Material for the task below:

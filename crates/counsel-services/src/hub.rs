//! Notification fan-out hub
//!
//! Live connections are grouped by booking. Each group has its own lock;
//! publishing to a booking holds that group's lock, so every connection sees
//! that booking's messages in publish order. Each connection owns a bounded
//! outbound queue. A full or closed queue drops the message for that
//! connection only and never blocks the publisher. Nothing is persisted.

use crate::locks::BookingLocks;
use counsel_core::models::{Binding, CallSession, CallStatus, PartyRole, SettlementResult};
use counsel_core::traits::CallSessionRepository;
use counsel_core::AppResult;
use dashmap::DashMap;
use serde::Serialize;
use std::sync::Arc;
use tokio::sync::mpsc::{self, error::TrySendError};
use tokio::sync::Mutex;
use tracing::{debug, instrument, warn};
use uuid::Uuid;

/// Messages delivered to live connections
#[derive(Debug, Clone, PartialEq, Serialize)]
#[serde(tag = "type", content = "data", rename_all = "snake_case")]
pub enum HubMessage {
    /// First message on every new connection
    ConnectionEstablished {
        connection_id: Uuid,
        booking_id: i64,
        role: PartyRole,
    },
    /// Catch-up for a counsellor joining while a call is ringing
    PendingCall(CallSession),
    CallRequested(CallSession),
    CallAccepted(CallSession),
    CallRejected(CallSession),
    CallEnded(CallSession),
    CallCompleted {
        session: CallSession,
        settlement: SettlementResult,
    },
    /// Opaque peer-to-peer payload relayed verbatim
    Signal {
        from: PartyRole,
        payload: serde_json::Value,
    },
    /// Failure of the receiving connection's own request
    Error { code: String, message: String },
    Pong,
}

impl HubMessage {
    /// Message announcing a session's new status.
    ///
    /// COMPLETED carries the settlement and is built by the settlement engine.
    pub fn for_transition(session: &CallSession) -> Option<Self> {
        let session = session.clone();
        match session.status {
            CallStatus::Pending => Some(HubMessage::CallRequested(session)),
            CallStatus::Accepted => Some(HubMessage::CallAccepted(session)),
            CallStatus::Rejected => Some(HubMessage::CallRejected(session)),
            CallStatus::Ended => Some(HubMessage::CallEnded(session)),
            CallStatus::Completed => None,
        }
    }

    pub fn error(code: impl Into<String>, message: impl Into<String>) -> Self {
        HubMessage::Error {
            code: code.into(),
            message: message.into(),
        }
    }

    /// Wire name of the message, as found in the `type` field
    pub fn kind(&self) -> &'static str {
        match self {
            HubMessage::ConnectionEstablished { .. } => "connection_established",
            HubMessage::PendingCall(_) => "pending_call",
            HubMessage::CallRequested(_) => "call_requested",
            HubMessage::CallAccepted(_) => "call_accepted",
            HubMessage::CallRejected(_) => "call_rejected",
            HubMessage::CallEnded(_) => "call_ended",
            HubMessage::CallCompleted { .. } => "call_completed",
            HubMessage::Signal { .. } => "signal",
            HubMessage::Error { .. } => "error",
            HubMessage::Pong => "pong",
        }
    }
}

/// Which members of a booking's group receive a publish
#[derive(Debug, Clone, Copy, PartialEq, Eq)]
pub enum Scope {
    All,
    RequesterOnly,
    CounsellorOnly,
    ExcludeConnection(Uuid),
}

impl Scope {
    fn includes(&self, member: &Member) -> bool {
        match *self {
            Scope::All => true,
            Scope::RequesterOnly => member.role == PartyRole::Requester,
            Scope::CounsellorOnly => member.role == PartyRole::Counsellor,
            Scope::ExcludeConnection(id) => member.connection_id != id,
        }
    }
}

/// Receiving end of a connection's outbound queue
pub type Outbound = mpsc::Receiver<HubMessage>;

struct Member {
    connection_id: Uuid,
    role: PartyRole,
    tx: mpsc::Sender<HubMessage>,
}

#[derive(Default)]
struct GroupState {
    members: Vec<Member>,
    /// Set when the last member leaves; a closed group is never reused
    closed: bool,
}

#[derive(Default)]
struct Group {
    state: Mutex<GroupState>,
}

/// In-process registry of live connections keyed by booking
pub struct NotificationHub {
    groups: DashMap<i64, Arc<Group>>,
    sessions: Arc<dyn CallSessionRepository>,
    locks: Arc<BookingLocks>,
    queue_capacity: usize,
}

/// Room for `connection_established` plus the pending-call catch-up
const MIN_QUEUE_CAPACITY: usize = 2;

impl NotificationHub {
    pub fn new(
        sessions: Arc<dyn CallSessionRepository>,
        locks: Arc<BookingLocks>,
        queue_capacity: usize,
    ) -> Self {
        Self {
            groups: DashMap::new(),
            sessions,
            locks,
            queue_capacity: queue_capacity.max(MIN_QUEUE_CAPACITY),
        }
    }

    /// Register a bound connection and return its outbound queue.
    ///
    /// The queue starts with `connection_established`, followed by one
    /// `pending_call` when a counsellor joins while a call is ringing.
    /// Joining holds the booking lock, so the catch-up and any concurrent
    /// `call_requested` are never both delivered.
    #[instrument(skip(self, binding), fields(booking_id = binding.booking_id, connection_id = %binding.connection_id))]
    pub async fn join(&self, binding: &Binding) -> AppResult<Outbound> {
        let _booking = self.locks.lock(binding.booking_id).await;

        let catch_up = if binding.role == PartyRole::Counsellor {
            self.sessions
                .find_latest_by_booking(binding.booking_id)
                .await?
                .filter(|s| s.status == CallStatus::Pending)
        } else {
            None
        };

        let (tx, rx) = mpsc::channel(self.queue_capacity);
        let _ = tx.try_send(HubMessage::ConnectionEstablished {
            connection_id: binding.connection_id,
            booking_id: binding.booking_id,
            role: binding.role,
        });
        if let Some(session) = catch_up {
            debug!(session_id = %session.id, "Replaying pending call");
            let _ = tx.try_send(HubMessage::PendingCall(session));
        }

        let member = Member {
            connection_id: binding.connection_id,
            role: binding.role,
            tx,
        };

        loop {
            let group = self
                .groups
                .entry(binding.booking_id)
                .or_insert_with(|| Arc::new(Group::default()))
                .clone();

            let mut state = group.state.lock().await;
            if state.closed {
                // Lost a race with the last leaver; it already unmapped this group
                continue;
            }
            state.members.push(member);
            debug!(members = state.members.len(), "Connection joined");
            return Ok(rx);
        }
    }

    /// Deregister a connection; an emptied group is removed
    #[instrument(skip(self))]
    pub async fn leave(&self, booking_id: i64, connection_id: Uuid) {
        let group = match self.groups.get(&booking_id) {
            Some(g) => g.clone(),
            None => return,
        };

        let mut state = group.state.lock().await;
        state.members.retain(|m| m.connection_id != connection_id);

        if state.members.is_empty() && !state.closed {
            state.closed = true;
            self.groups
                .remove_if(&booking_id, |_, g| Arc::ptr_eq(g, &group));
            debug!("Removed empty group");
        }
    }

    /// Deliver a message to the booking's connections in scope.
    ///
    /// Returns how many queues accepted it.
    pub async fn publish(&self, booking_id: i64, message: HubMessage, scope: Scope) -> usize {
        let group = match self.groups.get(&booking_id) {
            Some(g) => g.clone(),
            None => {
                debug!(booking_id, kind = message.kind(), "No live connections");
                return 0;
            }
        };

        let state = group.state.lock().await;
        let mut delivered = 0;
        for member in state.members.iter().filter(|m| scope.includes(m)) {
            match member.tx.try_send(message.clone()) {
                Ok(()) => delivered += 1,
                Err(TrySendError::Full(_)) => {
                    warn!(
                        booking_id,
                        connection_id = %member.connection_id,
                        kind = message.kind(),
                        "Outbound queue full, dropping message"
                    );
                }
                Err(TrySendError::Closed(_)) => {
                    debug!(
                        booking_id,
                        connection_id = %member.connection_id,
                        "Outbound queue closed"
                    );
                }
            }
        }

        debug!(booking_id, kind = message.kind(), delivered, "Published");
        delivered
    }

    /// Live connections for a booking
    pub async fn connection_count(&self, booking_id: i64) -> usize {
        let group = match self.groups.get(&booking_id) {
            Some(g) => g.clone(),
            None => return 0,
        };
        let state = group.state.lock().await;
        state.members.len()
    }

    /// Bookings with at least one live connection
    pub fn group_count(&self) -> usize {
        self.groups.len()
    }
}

End of Material for the task.

» **What is being asked**
Word for word, reproduce the listing above from its start up to and including the line that has "owns a bounded". Give only those lines.

» **Result of this exercise**
filename crates/counsel-services/src/hub.rs
//! Notification fan-out hub
//!
//! Live connections are grouped by booking. Each group has its own lock;
//! publishing to a booking holds that group's lock, so every connection sees
//! that booking's messages in publish order. Each connection owns a bounded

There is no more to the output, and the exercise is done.